Pendant le vol de retour à Paris, j'ai dû faire le tour de toutes les toilettes de l'avion, susciant la compassion du personnel de la Lufthansa. Arrivé à Paris, les douleurs d'estomac, les maux de tête et la diarrhée, se sont exacerbés à la maison, le tout accompagné d'une toux chronique et d'une perte d'appétit.
A partir de la veille de Noël, soit trois semaines après mon retour, j'allais passer mes journées étalé sur le lit, ne pouvant plus surmonter la douleur physique, ni mentale. Bien que je fusse condamné à un usage fréquent des sanitaires, je ne jugeais pas nécessaire d'aller à l'hôpital. N'avais-je pas une saine constitution physique?
Mais bientôt, les médicaments à visée prophylactque, Racécadotril anti-diarrhé que j'avais achetés n'avaient plus d'effet réel sur une distension abdominale devenue sévère.
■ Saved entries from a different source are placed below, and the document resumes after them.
use proc_macro2::TokenStream;
use quote::quote;

use super::{quotes::GeneratedFunctions, Names};
use crate::solved::{capability::EqStrategy, Solved, SolvedKind};

/// Compares `value` against `other: &T` with the kind's equality capability.
fn eq_expr(kind: &SolvedKind) -> TokenStream {
    let mask = kind.mask();
    let caps = &kind.capabilities;
    match &caps.eq {
        EqStrategy::Bitwise => quote! {
            (::kindpack::Payload::into_bits(value) & #mask) == (::kindpack::Payload::into_bits(*other) & #mask)
        },
        strategy if caps.nullable => {
            let inner = match strategy {
                EqStrategy::Equals(path) => quote! { #path(&a, &b) },
                _ => quote! { a == b },
            };
            quote! {
                match (value, *other) {
                    (::core::option::Option::Some(a), ::core::option::Option::Some(b)) => #inner,
                    (::core::option::Option::None, ::core::option::Option::None) => true,
                    _ => false,
                }
            }
        }
        EqStrategy::Equals(path) => quote! { #path(&value, other) },
        EqStrategy::Operator => quote! { value == *other },
    }
}

pub fn generate(solved: &Solved, names: &Names) -> GeneratedFunctions {
    let id = &names.id;
    let mut gen = GeneratedFunctions::default();
    for kind in &solved.kinds {
        let ty = &kind.kind.payload;
        let as_fn = kind.accessor();
        let expr = eq_expr(kind);
        gen.append_items(&quote! {
            impl ::core::cmp::PartialEq<#ty> for #id {
                fn eq(&self, other: &#ty) -> bool {
                    match self.#as_fn() {
                        ::core::option::Option::Some(value) => #expr,
                        ::core::option::Option::None => false,
                    }
                }
            }
        });
    }
    gen
}
#![cfg_attr(not(feature = "std"), no_std)]
#![allow(clippy::module_name_repetitions)]
//! Defined Traits for kindpack-derive.
//!
//! A packed identifier is a single unsigned integer word holding both a discriminant ("kind") and a
//! kind specific payload ("id"). The word can be built from any kind's native payload, parsed from and
//! formatted to `"<kind><separator><id>"` text, compared and ordered by its raw value, and flattened into
//! a width independent mirror for persistence.
//!
//! For Derive Docs see [kindpack-derive](https://docs.rs/kindpack-derive/latest/kindpack_derive/)

pub mod bits;
mod error;
mod fixed;
mod layout;
mod members;
mod payload;
pub mod text;

use core::fmt;

pub use error::{CapacityError, ParseIdError};
pub use fixed::FixedString;
pub use layout::RawLayout;
pub use members::MemberSink;
pub use text::{FormatId, ParseId, ParseOptions};

/// A fixed size value that can live inside the payload bytes of a packed identifier.
///
/// The bits returned by [`Payload::into_bits`] are the value's little endian bytes, zero extended. Only
/// the lowest `SIZE` bytes are ever stored.
pub trait Payload: Copy {
    /// Natural size of the value in bytes. This is what the width planner budgets for.
    const SIZE: usize;
    /// When `true` the payload is sign extended when read back as an `i64`.
    const SIGNED: bool = false;
    /// Returns the value's bytes packed into the low end of a `u128`.
    fn into_bits(self) -> u128;
    /// Rebuilds the value from the low `SIZE` bytes of `bits`.
    fn from_bits(bits: u128) -> Self;
}

/// Name/value lookup for a closed set of enum members.
///
/// This is the enum naming facility a packed identifier uses to print and parse enum-like kinds. Use
/// `#[derive(KindEnum)]` on a fieldless enum to implement it.
pub trait KindEnum: Copy + Eq + 'static {
    /// Every member, in declaration order.
    const MEMBERS: &'static [Self];
    /// Member names, index aligned with `MEMBERS`.
    const NAMES: &'static [&'static str];
    /// Member display names, index aligned with `MEMBERS`. Members without a display name repeat their name.
    const DISPLAY_NAMES: &'static [&'static str];

    /// Position of `self` within `MEMBERS`.
    fn index(self) -> usize;

    fn name(self) -> &'static str {
        Self::NAMES.get(self.index()).copied().unwrap_or_default()
    }

    fn display_name(self) -> &'static str {
        Self::DISPLAY_NAMES.get(self.index()).copied().unwrap_or_default()
    }

    /// Finds the member called `text`.
    ///
    /// Names always win over display names, display names are only considered when
    /// `options.allow_aliases` is set.
    fn from_name(text: &str, options: ParseOptions) -> Option<Self> {
        let by_name = Self::NAMES
            .iter()
            .position(|name| text::names_match(name, text, options.ignore_case));
        let found = match by_name {
            Some(index) => Some(index),
            None if options.allow_aliases => Self::DISPLAY_NAMES
                .iter()
                .position(|name| text::names_match(name, text, options.ignore_case)),
            None => None,
        };
        found.and_then(|index| Self::MEMBERS.get(index).copied())
    }
}

/// Implemented by every type generated with `#[packed_id]`.
pub trait PackedId:
    Payload + Eq + Ord + core::hash::Hash + Default + fmt::Display + fmt::Debug
{
    /// The unsigned integer holding the whole identifier.
    type Raw: Copy + Eq + Ord + core::hash::Hash;
    /// The generated discriminant enumeration.
    type Kind: KindEnum;
    /// Byte widths and offsets the identifier was planned with.
    const LAYOUT: RawLayout;
    /// Character between the kind name and the id text.
    const SEPARATOR: char;
    /// Label used for the discriminant when displaying the identifier.
    const KIND_LABEL: &'static str;
    /// Label used for the payload when displaying the identifier.
    const PAYLOAD_LABEL: &'static str;
    /// Smallest [`FixedString`] capacity `to_fixed_string` accepts.
    const MIN_TEXT_CAPACITY: usize;

    fn from_raw(raw: Self::Raw) -> Self;
    fn raw(self) -> Self::Raw;
    /// Returns `None` when the discriminant does not name a declared kind, or when the identifier has no kinds.
    fn kind(self) -> Option<Self::Kind>;
    /// Parses `"<kind><separator><id>"`. Failure is never an error, just `None`.
    fn try_parse_with(text: &str, options: ParseOptions) -> Option<Self>;
    /// Writes `"<kind><separator><id>"`.
    fn write_text<W: fmt::Write>(&self, out: &mut W) -> fmt::Result;
    /// Writes the display form, substituting display names where they exist.
    fn write_display_text<W: fmt::Write>(&self, out: &mut W) -> fmt::Result;

    fn try_parse(text: &str) -> Option<Self> {
        Self::try_parse_with(text, ParseOptions::DEFAULT)
    }

    /// Formats the identifier into a stack buffer.
    ///
    /// # Errors
    /// If the text does not fit in `N` bytes. A capacity below `MIN_TEXT_CAPACITY` does not compile.
    fn to_fixed_string<const N: usize>(&self) -> Result<FixedString<N>, CapacityError> {
        #[allow(clippy::let_unit_value)]
        let () = CapacityCheck::<Self, N>::OK;
        let mut out = FixedString::<N>::new();
        match self.write_text(&mut out) {
            Ok(()) => Ok(out),
            Err(_) => Err(out.overflow_error()),
        }
    }

    /// Same as [`PackedId::to_fixed_string`] for the display form.
    ///
    /// # Errors
    /// If the text does not fit in `N` bytes.
    fn to_display_fixed_string<const N: usize>(&self) -> Result<FixedString<N>, CapacityError> {
        #[allow(clippy::let_unit_value)]
        let () = CapacityCheck::<Self, N>::OK;
        let mut out = FixedString::<N>::new();
        match self.write_display_text(&mut out) {
            Ok(()) => Ok(out),
            Err(_) => Err(out.overflow_error()),
        }
    }

    #[cfg(feature = "std")]
    fn to_display_string(&self) -> String {
        let mut out = String::new();
        // writing to a `String` can not fail.
        let _ = self.write_display_text(&mut out);
        out
    }
}

struct CapacityCheck<T, const N: usize>(core::marker::PhantomData<T>);

impl<T: PackedId, const N: usize> CapacityCheck<T, N> {
    const OK: () = assert!(
        N >= T::MIN_TEXT_CAPACITY,
        "FixedString capacity can not hold the longest kind name, the separator and an id"
    );
}

// paths generated code reaches for without naming `std` in the user's crate.
#[doc(hidden)]
pub mod __private {
    #[cfg(feature = "std")]
    pub use std::string::String;
}

/// Keeps its tokens when `kindpack` is built with `std`, drops them otherwise.
#[cfg(feature = "std")]
#[doc(hidden)]
#[macro_export]
macro_rules! __with_std {
    ($($tokens:tt)*) => {
        $($tokens)*
    };
}

#[cfg(not(feature = "std"))]
#[doc(hidden)]
#[macro_export]
macro_rules! __with_std {
    ($($tokens:tt)*) => {};
}

// re-export the derive stuff
#[cfg(feature = "derive")]
#[doc(hidden)]
pub use kindpack_derive::*;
Je n'avais d'énergie que pour courir vers la salle de bain, toutes les heures.
Vers la fin de l'année, s'installa durablement dans mon esprit l'inquiétude de pouvoir mourir de ce mal atroce. À 5 heures du matin, à la St. Sylvestre de l'an 2019, je luttais contre une toux violent qui a fait précipiter ma femme dans la chambre où je m'étais isolé. Elle me suggéra de m'emmener à l'hôpital. Obstiné, je refusais de me résigner à cette éventualité que je trouvais disproportionnée au vu de simples symptômes d'une gastroentérite.
A l'aube, plus perspicace et jugeant inhabituelle l'intensité de ma toux, ma femme a appelé le Samu d'urgence et m'a forcé à prendre place dans l'ambulance. Un examen de santé protocolaire y fut réalisé par les urgentistes, qui établissent rapidement la nécessité impérieuse d'un examen plus approfondi. Malgré cela, je restais obstinément opposé à l'idée de me rendre à l'hôpital. Les ambulanciers ont dû mettre mon délire et mes incohérences verbales sur le compte d'une soirée trop festive à la St Sylvestre.
Aux urgences de l'hôpital, le diagnostic tomba comme un couperet: j'avais attrapé la typhoïde. Je fus admis en soins intensifs pendant cinq jours.
Sur mon lit d'hôpital, je me suis rendu compte plus tard qu'en mai 2018, 15 étudiants avaient été diagnostiqués affectés par la “Salmonella typhi”, après un voyage organisé en Inde. Ils avaient aussi séjourné à New-Delhi. Le ministère de la santé publique coréen avait dès lors stipulé qu'une vaccination préalable était obligatoire pour tous les voyageurs en partance pour l'Inde en 2018.
En remontant dans les souvenirs de mon séjour à New-Delhi, je me suis rappelé d'un verre de jus d'orange pressé par la main assez sale d'un marchand ambualnt du marché traditionnel de la ville, et que je soupçonne fortement d'être responsible de mon infection.
Une fois le corps infecté par la bactérie responsable de la typhoïde, celle-ci commence à agir après 2-3 semaines d'incubation en général, comme dans mon cas où la toux a persisté trois semaines après mon retour à Paris. L'état symptomatique de la typhoïde est caractérisé par l'apathie, la confusion et même la psychose. Les patchs de Peyer nécrotiques peuvent provoquer une perforation intestinale et une péritonite. Cette complication n'est pas toujours manifeste et peut être masquée par les corticostéroïdes. À ce stade, une toxémie accablante, une myocardite ou une hémorragie intestinale peuvent entraîner la mort.
Lors de ma sortie de l'hôpital, j'ai reçu des instructions préliminaires de mon docteur: si des symptômes similaires de contagion apparaissaient chez des membres de la famille, ils doivent immédiatement en informer les services de l'hôpital pour qu'ils puissent recevoir le traitement approprié.